Da questo punto di vista, quindi, chi sostiene che il metodo dell’unanimità rischia di condannare all’immobilismo l’Unione europea ha ragione. Ma solo parzialmente, in quanto il livello di costi decisionali accettabili dipende dal tipo di decisioni che si prendono. Se oggetto delle decisioni sono questioni molto rilevanti i cui effetti possono essere irreversibili e gravi, ha senso sopportare costi interni elevati ed adottare una regola decisionale “garantista”, quale è appunto il metodo dell’unanimità, che tutela la libertà individuale.
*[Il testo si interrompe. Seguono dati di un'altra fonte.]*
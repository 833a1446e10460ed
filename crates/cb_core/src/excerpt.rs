use std::collections::HashSet;

use regex::Regex;
use unicode_segmentation::UnicodeSegmentation;

/// How many sentences get highlighted unless the caller says otherwise.
pub const DEFAULT_MAX_HIGHLIGHTS: usize = 4;

/// Phrases signaling causal/evidentiary reasoning. A sentence containing one
/// is worth more than a bare keyword hit.
const WARRANT_PHRASES: [&str; 8] = [
    "because",
    "therefore",
    "proves",
    "demonstrates",
    "results in",
    "leads to",
    "shows that",
    "causes",
];

/// Sentences longer than this many whitespace-delimited tokens are penalized.
const LONG_SENTENCE_TOKENS: usize = 40;

/// A sentence paired with its relevance score. Scores can go negative.
#[derive(Debug, Clone, PartialEq, Eq)]
pub struct ScoredSentence {
    pub score: i32,
    pub text: String,
}

/// Splits text into trimmed, non-empty sentences using UAX #29 boundaries.
pub fn split_sentences(text: &str) -> Vec<String> {
    text.split_sentence_bounds()
        .map(str::trim)
        .filter(|s| !s.is_empty())
        .map(str::to_string)
        .collect()
}

/// Scores each sentence against the keyword set.
///
/// +1 per keyword present as a case-insensitive substring (a keyword listed
/// twice counts twice), +2 per warrant phrase present, -1 for run-on
/// sentences. Substring matching is deliberate here even though rendering
/// matches whole words only; "cause" scores a hit inside "because".
pub fn score_sentences(sentences: &[String], keywords: &[String]) -> Vec<ScoredSentence> {
    sentences
        .iter()
        .map(|sentence| {
            let lowered = sentence.to_lowercase();

            let mut score = keywords
                .iter()
                .filter(|kw| lowered.contains(&kw.to_lowercase()))
                .count() as i32;

            score += 2 * WARRANT_PHRASES
                .iter()
                .filter(|phrase| lowered.contains(*phrase))
                .count() as i32;

            if sentence.split_whitespace().count() > LONG_SENTENCE_TOKENS {
                score -= 1;
            }

            ScoredSentence {
                score,
                text: sentence.clone(),
            }
        })
        .collect()
}

/// Picks the texts of the top `max_highlights` sentences.
///
/// Ranking is score descending; among equal scores the lexicographically
/// smaller sentence wins the slot. Duplicate sentence texts collapse to a
/// single entry, so selection is by value.
pub fn select_top(scored: &[ScoredSentence], max_highlights: usize) -> HashSet<String> {
    let mut ranked: Vec<&ScoredSentence> = scored.iter().collect();
    ranked.sort_by(|a, b| b.score.cmp(&a.score).then_with(|| a.text.cmp(&b.text)));

    ranked
        .into_iter()
        .take(max_highlights)
        .map(|s| s.text.clone())
        .collect()
}

/// Reassembles the excerpt in original document order.
///
/// Selected sentences are wrapped in a `<span>` with each keyword bolded;
/// everything else passes through untouched. Keywords are matched as whole
/// words, case-insensitively, longest first so a keyword that is a substring
/// of another cannot corrupt the longer match.
pub fn render(sentences: &[String], selected: &HashSet<String>, keywords: &[String]) -> String {
    let mut ordered_keywords: Vec<&String> = keywords.iter().collect();
    ordered_keywords.sort_by(|a, b| b.chars().count().cmp(&a.chars().count()));

    let patterns: Vec<Regex> = ordered_keywords
        .iter()
        .filter_map(|kw| Regex::new(&format!(r"(?i)\b({})\b", regex::escape(kw))).ok())
        .collect();

    let mut rebuilt = Vec::with_capacity(sentences.len());
    for sentence in sentences {
        if selected.contains(sentence.as_str()) {
            let mut highlighted = sentence.clone();
            for pattern in &patterns {
                highlighted = pattern
                    .replace_all(&highlighted, r#"<b class="highlight-box">$1</b>"#)
                    .into_owned();
            }
            rebuilt.push(format!("<span>{}</span>", highlighted));
        } else {
            rebuilt.push(sentence.clone());
        }
    }

    rebuilt.join(" ")
}

/// Full pipeline: split, score, select, render.
pub fn select_and_highlight(text: &str, keywords: &[String], max_highlights: usize) -> String {
    let sentences = split_sentences(text);
    let scored = score_sentences(&sentences, keywords);
    let selected = select_top(&scored, max_highlights);
    render(&sentences, &selected, keywords)
}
Se, invece, l’oggetto delle decisioni è relativamente marginale e i suoi effetti sono reversibili, allora ha senso cercare di contenere e minimizzare i costi interni ed accettare una quota di rischi esterni in quanto i danni di una decisione sbagliata saranno marginali e reversibili.

La riforma dei Trattati proposta dal Parlamento europeo non tiene conto minimamente di questi vincoli e cerca di minimizzare i costi interni facendo contemporaneamente aumentare i rischi esterni.
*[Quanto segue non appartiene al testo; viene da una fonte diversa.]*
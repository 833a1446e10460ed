use thiserror::Error;

#[derive(Error, Debug)]
pub enum Error {
    #[error("IO error: {0}")]
    Io(#[from] std::io::Error),

    #[error("Serialization error: {0}")]
    Serialization(#[from] serde_json::Error),

    #[error("Invalid URL: {0}")]
    InvalidUrl(String),

    #[error("Fetch error: {0}")]
    Fetch(String),

    #[error("HTTP error: {0}")]
    Http(#[from] reqwest::Error),

    #[error("External error: {0}")]
    External(#[from] anyhow::Error),
}

pub type Result<T> = std::result::Result<T, Error>;
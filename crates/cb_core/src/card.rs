use chrono::{DateTime, Utc};

use crate::citation;
use crate::excerpt;
use crate::extract;
use crate::text;
use crate::types::{ArticleSnapshot, Card};

/// Runs the full per-request pipeline over a fetched snapshot.
///
/// `url` is the original request URL (cited verbatim); `idea` is the user's
/// claim, trimmed and echoed back as the tag and split into the keyword set.
pub fn generate_card(
    snapshot: &ArticleSnapshot,
    url: &str,
    idea: &str,
    now: DateTime<Utc>,
) -> Card {
    let tag = idea.trim().to_string();
    let keywords: Vec<String> = tag.split_whitespace().map(str::to_string).collect();

    let body = text::normalize(&extract::body_text(snapshot));
    let excerpt = excerpt::select_and_highlight(&body, &keywords, excerpt::DEFAULT_MAX_HIGHLIGHTS);
    let citation = citation::format_citation_at(snapshot, url, now);

    Card {
        tag,
        citation,
        excerpt,
    }
}
use std::sync::Arc;

use chrono::Utc;
use clap::Parser;
use tracing::info;

use cb_core::Result;
use cb_fetch::{ArticleFetcher, HttpArticleFetcher};
use cb_web::{create_app, AppState};

#[derive(Parser, Debug)]
#[command(author, version, about, long_about = None)]
struct Cli {
    #[command(subcommand)]
    command: Commands,
}

#[derive(clap::Subcommand, Debug)]
enum Commands {
    /// Run the card generation HTTP server
    Serve {
        /// Address to bind, e.g. 0.0.0.0:3000
        #[arg(long, default_value = "0.0.0.0:3000")]
        addr: String,
    },
    /// Generate a single card and print it
    Card {
        /// Article URL to cut a card from
        url: String,
        /// The idea (claim/tag) to match sentences against
        idea: String,
    },
}

#[tokio::main]
async fn main() -> Result<()> {
    tracing_subscriber::fmt::init();
    cb_core::init();

    let cli = Cli::parse();
    match cli.command {
        Commands::Serve { addr } => {
            let state = AppState {
                fetcher: Arc::new(HttpArticleFetcher::new()),
            };
            let app = create_app(state).await;
            let listener = tokio::net::TcpListener::bind(&addr).await?;
            info!("🃏 Card server listening on {}", addr);
            axum::serve(listener, app).await?;
        }
        Commands::Card { url, idea } => {
            let fetcher = HttpArticleFetcher::new();
            let snapshot = fetcher.fetch(&url).await?;
            let card = cb_core::generate_card(&snapshot, &url, &idea, Utc::now());
            println!("tag:      {}", card.tag);
            println!("citation: {}", card.citation);
            println!("excerpt:  {}", card.excerpt);
        }
    }

    Ok(())
}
In altri termini, da un lato, trasferisce la competenza su politiche estremamente rilevanti, pensiamo per tutte alla difesa, dagli stati alle istituzioni comunitarie e, dall’altro, priva i governi di uno strumento per tutelare l’interesse nazionale e dei cittadini che gli hanno eletti, cioè il potere di veto.

Conclusione

L’integrazione europea a partire dal 2010 ha vieppiù assunto le caratteristiche di una forma di federalismo coercitivo che, comprimendo la sovranità degli stati, costituisce una seria minaccia per la democrazia e per lo stesso progetto europeo (Lanzalaco 2022). La riforma dei Trattati proposta dal Parlamento europeo imprime una ulteriore accelerazione a questo processo. Fermarlo, forse è ancora possibile.

Di Luca Lanzalaco per ComeDonChisciotte.org – 14.06.2022

Luca Lanzalaco è professore ordinario di Scienza politica presso l’Università di Macerata. Ha recentemente pubblicato, con Giampiero Cama e Sara Rocchi, Le banche centrali prima e dopo la crisi. Politica e politiche monetarie non convenzionali (ATì editore, 2019) e Fragile Boundaries. The Power of Global Finance and the Weakness of Political Institutions (Rivista Italiana di Politiche pubbliche, 2/2015, il Mulino). E’ autore del libro L’euro e la democrazia. Dalla crisi greca al nuovo Mes (Youcanprint, Bari, 2022).